Determine how many lines of the listing below include the string "ACCEPT". Output the number and nothing more.

• _Data supplied_
----

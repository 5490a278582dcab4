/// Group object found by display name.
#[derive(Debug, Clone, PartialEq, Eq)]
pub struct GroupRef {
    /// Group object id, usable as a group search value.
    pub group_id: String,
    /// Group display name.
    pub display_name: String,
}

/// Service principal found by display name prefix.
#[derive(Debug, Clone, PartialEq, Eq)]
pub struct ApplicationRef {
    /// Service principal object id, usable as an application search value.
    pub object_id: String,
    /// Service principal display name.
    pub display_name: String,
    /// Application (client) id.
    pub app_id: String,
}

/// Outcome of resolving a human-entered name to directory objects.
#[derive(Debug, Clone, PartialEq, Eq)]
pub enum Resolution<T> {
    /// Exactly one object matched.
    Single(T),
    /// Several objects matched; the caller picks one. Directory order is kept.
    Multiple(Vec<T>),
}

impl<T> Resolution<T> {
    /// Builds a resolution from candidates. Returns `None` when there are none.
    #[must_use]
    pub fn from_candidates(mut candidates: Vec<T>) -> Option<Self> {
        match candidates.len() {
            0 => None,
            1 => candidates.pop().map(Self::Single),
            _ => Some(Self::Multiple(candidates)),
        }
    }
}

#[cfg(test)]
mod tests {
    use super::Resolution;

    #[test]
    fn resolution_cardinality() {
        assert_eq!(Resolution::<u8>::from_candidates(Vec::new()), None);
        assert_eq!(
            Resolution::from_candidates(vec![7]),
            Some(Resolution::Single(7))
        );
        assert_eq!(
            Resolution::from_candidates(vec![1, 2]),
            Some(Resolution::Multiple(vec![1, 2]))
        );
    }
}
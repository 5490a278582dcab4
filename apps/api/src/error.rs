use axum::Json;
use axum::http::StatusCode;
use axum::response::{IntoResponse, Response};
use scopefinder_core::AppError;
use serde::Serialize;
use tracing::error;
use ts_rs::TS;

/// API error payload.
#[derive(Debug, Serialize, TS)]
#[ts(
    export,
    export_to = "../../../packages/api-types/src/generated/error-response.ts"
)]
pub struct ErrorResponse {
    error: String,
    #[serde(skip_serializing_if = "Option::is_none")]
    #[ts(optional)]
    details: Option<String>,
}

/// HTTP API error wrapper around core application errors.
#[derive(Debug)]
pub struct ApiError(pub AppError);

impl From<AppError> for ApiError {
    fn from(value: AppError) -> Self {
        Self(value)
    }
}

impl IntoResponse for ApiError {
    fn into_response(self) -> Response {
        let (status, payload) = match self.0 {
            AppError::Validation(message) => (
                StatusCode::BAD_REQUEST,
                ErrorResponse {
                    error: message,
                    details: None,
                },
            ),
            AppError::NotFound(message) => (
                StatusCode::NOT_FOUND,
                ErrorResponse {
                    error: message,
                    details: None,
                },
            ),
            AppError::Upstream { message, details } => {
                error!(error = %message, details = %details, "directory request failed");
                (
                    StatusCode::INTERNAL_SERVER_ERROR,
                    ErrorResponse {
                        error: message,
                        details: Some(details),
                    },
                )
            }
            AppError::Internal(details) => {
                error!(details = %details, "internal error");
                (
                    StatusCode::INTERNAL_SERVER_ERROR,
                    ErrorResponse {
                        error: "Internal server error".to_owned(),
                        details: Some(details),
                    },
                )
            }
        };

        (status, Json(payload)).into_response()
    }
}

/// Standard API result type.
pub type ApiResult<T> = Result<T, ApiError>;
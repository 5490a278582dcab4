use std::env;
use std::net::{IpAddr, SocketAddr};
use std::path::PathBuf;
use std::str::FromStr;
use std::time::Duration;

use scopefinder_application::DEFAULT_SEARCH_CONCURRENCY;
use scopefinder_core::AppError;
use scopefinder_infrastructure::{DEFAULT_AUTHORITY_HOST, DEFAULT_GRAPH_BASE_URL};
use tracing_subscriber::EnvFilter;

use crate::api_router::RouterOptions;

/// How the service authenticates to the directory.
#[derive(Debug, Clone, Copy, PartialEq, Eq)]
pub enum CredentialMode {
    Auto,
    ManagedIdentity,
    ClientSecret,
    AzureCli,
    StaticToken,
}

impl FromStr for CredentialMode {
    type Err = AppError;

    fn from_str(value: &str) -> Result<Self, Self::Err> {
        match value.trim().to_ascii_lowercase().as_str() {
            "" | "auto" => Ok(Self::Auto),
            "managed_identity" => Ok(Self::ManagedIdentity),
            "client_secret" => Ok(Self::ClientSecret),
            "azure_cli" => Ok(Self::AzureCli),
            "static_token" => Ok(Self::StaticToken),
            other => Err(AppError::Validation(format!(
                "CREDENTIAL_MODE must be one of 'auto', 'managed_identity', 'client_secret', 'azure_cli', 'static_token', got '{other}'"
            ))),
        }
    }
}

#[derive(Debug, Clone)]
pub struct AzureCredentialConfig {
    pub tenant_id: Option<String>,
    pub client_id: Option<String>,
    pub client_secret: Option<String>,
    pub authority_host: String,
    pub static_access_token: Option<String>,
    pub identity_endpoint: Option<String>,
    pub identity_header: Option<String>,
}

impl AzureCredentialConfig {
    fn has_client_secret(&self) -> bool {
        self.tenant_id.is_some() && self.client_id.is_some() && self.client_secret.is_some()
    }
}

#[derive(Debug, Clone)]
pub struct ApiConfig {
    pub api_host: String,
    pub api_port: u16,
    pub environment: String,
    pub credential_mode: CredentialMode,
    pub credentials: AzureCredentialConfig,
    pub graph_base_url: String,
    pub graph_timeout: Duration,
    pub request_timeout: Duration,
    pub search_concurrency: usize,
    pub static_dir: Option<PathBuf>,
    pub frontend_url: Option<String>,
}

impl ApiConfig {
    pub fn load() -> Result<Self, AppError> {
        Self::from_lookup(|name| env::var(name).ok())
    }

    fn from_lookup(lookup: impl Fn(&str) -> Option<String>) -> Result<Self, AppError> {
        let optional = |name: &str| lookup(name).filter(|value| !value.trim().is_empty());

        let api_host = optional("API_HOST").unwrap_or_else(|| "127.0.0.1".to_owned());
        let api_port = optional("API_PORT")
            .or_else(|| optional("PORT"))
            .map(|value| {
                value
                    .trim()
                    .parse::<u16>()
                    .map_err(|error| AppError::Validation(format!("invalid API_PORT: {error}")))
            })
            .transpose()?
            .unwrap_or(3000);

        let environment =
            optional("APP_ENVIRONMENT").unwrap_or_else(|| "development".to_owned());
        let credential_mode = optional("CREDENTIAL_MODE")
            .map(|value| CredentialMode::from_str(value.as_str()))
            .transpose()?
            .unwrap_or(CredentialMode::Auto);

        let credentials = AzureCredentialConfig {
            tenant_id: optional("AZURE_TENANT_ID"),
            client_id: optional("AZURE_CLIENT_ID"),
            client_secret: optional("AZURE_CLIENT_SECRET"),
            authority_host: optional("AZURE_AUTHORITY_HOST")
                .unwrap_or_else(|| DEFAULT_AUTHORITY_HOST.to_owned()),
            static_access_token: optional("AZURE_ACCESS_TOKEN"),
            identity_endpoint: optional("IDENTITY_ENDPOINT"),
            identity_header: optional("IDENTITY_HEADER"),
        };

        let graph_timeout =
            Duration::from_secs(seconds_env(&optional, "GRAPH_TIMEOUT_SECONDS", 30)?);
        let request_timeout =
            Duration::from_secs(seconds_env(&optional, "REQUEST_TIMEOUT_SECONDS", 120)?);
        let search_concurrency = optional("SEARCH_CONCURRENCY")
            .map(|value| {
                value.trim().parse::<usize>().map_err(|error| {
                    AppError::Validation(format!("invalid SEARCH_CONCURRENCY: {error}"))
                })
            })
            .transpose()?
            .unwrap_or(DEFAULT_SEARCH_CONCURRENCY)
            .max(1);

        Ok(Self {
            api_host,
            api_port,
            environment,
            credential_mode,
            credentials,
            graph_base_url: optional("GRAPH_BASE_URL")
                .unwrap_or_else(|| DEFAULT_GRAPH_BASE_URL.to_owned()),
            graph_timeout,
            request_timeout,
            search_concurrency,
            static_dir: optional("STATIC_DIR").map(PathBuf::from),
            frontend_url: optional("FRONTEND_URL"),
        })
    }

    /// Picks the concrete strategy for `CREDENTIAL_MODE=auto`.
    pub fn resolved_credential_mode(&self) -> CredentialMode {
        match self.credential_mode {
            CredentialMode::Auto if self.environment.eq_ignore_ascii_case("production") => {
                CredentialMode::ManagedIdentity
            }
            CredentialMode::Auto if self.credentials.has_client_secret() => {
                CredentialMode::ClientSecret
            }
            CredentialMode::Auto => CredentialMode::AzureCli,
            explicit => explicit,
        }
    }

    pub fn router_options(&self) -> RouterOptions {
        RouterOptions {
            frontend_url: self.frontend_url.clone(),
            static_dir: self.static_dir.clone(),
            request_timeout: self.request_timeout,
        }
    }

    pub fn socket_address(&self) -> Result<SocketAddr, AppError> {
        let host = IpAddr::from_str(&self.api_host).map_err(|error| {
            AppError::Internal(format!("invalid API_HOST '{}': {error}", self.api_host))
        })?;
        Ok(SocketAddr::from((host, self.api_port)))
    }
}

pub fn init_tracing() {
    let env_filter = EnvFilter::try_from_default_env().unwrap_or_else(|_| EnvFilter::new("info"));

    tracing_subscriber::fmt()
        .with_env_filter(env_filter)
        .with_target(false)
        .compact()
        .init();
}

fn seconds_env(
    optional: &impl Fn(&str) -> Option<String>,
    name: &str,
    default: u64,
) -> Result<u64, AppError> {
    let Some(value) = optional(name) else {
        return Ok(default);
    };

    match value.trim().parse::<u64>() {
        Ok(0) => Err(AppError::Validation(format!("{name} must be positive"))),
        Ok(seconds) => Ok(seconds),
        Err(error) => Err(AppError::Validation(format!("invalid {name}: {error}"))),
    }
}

----

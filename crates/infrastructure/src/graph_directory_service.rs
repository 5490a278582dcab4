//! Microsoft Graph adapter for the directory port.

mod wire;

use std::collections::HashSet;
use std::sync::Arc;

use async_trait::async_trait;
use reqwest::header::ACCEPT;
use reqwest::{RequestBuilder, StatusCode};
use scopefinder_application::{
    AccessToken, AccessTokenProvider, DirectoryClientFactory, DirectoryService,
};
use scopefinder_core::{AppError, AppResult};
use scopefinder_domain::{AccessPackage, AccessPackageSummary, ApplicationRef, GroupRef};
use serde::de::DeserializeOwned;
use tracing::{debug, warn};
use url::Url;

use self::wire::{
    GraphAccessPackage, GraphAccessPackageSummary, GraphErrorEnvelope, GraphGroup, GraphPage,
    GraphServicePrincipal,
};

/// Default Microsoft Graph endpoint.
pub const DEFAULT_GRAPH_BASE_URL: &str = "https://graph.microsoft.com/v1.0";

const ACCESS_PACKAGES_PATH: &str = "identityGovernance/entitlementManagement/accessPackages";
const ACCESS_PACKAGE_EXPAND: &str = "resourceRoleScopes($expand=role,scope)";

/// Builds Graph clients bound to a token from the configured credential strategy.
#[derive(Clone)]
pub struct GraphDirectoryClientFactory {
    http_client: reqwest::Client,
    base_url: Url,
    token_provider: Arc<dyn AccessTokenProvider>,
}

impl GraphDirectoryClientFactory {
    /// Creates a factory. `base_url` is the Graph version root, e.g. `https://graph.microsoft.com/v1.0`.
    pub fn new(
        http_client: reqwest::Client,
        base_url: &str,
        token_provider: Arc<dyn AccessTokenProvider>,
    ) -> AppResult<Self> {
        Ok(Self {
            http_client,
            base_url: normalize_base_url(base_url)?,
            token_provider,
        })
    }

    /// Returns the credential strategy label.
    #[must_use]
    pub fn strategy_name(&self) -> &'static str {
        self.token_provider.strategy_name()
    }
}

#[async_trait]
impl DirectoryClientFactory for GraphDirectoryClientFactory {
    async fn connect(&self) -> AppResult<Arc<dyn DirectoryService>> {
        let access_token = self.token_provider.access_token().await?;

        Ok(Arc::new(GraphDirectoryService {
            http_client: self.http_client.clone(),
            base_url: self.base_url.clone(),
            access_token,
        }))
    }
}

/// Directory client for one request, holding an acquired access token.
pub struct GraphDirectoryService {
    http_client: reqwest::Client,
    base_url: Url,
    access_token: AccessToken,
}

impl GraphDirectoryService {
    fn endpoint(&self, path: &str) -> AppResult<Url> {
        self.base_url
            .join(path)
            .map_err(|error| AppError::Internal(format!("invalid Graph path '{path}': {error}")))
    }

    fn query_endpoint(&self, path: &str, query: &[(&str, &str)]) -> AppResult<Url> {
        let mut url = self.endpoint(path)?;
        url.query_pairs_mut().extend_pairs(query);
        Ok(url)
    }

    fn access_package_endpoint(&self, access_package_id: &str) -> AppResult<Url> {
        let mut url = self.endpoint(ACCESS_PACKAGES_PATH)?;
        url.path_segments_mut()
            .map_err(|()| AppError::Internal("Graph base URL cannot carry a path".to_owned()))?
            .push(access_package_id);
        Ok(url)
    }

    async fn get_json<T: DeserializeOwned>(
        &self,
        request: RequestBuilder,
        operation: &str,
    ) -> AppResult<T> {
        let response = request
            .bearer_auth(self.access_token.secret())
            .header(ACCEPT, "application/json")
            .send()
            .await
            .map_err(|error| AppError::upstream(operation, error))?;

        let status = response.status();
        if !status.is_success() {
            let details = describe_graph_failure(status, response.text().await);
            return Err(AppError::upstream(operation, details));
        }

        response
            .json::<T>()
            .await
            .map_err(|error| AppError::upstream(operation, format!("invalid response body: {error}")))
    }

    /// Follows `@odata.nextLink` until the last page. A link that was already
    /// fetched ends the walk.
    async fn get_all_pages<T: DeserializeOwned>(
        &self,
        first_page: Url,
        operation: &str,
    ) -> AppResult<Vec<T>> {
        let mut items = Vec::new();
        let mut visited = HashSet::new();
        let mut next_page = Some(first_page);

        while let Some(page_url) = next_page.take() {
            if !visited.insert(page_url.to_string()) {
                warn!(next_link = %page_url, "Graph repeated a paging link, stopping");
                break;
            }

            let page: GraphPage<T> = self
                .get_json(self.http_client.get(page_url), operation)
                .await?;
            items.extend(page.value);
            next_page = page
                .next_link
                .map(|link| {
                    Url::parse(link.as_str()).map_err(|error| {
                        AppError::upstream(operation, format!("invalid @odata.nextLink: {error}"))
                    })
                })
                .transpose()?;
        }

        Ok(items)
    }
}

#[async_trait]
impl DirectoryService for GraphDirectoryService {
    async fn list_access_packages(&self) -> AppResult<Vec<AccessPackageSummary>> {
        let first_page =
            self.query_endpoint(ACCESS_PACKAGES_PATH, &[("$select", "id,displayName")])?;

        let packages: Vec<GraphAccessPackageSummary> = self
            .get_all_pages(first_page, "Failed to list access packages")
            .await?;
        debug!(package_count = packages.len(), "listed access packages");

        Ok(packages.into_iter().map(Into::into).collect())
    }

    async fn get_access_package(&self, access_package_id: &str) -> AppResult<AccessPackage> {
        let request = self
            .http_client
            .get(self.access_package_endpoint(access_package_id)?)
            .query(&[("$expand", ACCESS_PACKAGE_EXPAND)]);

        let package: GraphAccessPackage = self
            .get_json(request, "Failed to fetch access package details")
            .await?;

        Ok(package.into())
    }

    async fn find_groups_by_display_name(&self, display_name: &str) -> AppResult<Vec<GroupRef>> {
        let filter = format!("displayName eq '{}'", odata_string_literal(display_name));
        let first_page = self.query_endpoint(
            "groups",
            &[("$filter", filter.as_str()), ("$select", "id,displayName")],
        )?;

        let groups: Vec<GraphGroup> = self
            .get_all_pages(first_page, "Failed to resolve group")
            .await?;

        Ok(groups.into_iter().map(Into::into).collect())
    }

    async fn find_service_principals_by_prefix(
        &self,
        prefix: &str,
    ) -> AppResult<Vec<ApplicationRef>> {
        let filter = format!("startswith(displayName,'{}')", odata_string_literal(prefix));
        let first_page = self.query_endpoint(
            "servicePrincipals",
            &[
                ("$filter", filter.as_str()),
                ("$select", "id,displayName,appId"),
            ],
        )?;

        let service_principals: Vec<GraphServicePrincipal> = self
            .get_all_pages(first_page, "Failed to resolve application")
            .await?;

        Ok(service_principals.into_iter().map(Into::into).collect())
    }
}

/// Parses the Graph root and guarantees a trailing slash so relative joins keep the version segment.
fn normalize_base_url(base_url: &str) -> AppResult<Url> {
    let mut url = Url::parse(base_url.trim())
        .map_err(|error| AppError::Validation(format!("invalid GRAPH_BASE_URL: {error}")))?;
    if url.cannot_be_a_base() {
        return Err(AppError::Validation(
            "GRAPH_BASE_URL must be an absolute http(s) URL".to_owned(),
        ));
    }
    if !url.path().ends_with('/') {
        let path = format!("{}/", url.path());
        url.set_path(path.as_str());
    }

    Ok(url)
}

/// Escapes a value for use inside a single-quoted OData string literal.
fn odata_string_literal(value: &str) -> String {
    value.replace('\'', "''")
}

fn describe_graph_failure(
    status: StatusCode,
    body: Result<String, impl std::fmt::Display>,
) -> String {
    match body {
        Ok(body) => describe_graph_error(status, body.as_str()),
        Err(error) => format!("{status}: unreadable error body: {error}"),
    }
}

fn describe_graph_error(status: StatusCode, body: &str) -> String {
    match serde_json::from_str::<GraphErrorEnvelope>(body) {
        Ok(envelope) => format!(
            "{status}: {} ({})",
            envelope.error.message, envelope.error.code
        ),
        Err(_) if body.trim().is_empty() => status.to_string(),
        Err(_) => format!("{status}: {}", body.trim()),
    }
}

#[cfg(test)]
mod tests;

----

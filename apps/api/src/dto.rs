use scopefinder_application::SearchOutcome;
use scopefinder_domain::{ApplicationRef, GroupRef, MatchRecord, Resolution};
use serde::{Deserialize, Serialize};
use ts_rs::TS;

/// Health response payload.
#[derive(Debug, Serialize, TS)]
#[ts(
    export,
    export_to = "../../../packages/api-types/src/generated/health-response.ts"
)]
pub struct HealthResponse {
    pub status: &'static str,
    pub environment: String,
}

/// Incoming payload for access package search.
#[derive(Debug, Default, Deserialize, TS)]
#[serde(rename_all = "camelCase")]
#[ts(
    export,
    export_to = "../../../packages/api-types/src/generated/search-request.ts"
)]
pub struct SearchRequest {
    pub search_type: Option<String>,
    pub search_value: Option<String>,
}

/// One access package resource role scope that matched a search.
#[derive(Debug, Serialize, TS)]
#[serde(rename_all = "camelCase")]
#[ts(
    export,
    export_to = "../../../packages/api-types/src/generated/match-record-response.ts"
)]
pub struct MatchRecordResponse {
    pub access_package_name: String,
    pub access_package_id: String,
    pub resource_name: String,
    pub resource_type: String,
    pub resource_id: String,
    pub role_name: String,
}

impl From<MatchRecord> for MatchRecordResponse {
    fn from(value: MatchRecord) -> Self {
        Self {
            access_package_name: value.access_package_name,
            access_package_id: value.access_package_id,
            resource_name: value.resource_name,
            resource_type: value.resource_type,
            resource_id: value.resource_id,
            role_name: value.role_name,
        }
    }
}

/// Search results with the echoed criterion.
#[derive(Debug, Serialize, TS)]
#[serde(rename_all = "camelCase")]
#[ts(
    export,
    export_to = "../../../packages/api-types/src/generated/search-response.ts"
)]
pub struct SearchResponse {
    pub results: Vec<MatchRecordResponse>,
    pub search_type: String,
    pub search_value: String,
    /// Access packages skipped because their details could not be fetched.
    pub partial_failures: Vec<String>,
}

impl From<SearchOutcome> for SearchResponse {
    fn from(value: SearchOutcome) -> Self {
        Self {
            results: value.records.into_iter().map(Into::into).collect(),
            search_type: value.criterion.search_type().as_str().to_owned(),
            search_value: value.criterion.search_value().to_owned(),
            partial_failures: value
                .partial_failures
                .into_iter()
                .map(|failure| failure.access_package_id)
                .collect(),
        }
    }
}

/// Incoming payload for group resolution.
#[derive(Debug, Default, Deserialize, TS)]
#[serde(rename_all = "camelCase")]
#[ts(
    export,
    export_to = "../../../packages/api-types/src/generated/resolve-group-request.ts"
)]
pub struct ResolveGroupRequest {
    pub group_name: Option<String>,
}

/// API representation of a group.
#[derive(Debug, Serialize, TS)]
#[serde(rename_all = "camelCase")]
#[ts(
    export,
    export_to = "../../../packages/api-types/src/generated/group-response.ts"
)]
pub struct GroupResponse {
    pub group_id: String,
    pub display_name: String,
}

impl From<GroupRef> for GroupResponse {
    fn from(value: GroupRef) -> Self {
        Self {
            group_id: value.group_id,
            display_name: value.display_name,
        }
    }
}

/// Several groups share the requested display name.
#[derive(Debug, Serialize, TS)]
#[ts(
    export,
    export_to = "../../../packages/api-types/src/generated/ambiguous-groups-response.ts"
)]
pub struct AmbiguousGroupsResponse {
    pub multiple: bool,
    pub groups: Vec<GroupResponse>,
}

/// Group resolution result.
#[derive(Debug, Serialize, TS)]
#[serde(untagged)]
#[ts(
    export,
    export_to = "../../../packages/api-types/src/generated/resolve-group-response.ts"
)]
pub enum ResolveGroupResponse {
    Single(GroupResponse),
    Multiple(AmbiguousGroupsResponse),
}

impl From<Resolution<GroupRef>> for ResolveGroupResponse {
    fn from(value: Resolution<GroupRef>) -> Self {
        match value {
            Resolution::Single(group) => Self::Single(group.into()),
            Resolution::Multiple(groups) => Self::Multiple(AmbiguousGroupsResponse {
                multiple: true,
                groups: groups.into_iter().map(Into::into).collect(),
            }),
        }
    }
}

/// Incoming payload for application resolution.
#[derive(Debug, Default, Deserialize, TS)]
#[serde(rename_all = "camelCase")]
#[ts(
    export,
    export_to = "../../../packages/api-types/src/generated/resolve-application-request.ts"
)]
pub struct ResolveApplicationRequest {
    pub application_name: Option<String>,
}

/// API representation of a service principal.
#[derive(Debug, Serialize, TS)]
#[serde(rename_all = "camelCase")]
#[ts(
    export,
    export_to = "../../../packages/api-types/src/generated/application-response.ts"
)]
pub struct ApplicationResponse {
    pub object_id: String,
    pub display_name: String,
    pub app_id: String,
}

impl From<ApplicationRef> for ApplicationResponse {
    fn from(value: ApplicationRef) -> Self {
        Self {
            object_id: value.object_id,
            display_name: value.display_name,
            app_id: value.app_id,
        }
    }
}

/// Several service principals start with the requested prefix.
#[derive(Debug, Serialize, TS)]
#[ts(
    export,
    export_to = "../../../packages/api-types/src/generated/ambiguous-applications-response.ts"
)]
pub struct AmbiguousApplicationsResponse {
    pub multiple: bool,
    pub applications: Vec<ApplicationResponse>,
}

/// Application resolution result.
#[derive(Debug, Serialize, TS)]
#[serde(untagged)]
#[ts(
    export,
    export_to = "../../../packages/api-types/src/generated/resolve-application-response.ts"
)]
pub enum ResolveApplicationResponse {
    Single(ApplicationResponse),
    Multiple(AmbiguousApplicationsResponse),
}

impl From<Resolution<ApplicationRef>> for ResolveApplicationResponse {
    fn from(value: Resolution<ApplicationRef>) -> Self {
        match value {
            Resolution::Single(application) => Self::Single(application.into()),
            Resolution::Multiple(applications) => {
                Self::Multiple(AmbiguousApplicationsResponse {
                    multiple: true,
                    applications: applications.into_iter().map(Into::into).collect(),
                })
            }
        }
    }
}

----

• _Result below_
2